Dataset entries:
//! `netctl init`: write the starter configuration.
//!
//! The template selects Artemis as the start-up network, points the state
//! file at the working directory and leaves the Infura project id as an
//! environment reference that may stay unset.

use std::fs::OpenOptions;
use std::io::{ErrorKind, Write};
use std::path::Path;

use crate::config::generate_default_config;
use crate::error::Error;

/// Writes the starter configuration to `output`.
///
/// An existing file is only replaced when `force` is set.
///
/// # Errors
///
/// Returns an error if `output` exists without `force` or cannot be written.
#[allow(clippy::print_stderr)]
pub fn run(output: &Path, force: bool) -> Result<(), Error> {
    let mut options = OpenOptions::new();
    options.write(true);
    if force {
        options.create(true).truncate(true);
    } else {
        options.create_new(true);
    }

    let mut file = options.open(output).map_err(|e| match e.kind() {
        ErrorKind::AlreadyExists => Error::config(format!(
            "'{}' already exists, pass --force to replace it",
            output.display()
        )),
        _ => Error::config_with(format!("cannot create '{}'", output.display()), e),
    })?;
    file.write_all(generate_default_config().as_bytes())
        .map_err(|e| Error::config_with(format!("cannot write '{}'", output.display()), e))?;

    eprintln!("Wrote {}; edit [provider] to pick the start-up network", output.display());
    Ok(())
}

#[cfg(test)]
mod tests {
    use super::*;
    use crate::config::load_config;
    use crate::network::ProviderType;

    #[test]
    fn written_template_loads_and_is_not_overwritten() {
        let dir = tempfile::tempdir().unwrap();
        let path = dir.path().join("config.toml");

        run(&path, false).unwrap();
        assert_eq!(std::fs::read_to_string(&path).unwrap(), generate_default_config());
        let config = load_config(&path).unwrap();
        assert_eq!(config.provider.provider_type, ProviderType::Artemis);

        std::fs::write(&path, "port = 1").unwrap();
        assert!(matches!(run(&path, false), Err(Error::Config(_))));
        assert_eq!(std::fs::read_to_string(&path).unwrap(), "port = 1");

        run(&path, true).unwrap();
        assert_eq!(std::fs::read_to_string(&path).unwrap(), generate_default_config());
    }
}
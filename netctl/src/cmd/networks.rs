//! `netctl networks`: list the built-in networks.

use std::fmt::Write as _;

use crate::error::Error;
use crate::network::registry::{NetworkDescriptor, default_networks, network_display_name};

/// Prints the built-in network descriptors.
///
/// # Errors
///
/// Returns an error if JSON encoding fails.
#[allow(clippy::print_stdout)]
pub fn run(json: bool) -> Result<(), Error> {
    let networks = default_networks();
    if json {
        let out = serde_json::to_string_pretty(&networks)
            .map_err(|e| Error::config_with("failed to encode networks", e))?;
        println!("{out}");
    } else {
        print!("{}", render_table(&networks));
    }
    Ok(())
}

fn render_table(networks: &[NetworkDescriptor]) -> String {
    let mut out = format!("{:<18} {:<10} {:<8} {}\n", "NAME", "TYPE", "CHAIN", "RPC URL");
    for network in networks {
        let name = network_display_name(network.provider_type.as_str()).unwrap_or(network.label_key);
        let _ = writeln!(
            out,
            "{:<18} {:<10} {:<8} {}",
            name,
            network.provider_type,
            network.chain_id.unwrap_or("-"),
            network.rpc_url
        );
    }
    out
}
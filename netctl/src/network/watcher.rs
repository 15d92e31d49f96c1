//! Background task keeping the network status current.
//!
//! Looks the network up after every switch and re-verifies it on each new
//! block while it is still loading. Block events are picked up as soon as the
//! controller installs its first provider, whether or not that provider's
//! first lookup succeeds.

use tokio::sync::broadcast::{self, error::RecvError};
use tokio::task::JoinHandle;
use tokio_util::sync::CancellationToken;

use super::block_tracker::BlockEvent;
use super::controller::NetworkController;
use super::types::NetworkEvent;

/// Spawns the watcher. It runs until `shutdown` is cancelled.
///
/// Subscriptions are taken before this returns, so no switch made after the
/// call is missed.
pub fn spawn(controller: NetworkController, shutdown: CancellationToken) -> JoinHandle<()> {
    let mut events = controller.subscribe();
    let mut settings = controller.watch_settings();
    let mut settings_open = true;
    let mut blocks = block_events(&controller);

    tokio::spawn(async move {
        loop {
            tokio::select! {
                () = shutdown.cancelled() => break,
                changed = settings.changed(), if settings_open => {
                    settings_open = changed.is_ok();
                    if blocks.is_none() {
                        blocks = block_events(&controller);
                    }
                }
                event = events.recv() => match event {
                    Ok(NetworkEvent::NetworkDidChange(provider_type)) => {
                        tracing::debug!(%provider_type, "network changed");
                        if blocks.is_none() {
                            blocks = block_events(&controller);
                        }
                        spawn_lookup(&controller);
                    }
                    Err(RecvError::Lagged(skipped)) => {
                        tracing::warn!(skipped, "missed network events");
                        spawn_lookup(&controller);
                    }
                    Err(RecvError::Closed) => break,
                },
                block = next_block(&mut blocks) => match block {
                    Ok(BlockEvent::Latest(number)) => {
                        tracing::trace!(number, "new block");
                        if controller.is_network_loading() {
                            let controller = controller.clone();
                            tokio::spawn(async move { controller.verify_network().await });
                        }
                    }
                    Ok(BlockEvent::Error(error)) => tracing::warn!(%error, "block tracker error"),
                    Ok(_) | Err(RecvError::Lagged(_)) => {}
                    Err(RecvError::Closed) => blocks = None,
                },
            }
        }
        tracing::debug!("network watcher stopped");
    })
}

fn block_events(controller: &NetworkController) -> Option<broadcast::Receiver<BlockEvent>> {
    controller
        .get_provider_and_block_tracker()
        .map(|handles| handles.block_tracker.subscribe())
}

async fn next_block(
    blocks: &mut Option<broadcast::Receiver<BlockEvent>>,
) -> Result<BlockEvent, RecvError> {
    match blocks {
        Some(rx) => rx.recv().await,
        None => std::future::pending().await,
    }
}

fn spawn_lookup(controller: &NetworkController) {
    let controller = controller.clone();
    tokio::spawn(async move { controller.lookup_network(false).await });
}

• TASK: Using the entries above, copy out all lines that contain the string "watcher".

• ANSWER TO THE EXERCISE:
filename netctl/src/network/watcher.rs
/// Spawns the watcher. It runs until `shutdown` is cancelled.
        tracing::debug!("network watcher stopped");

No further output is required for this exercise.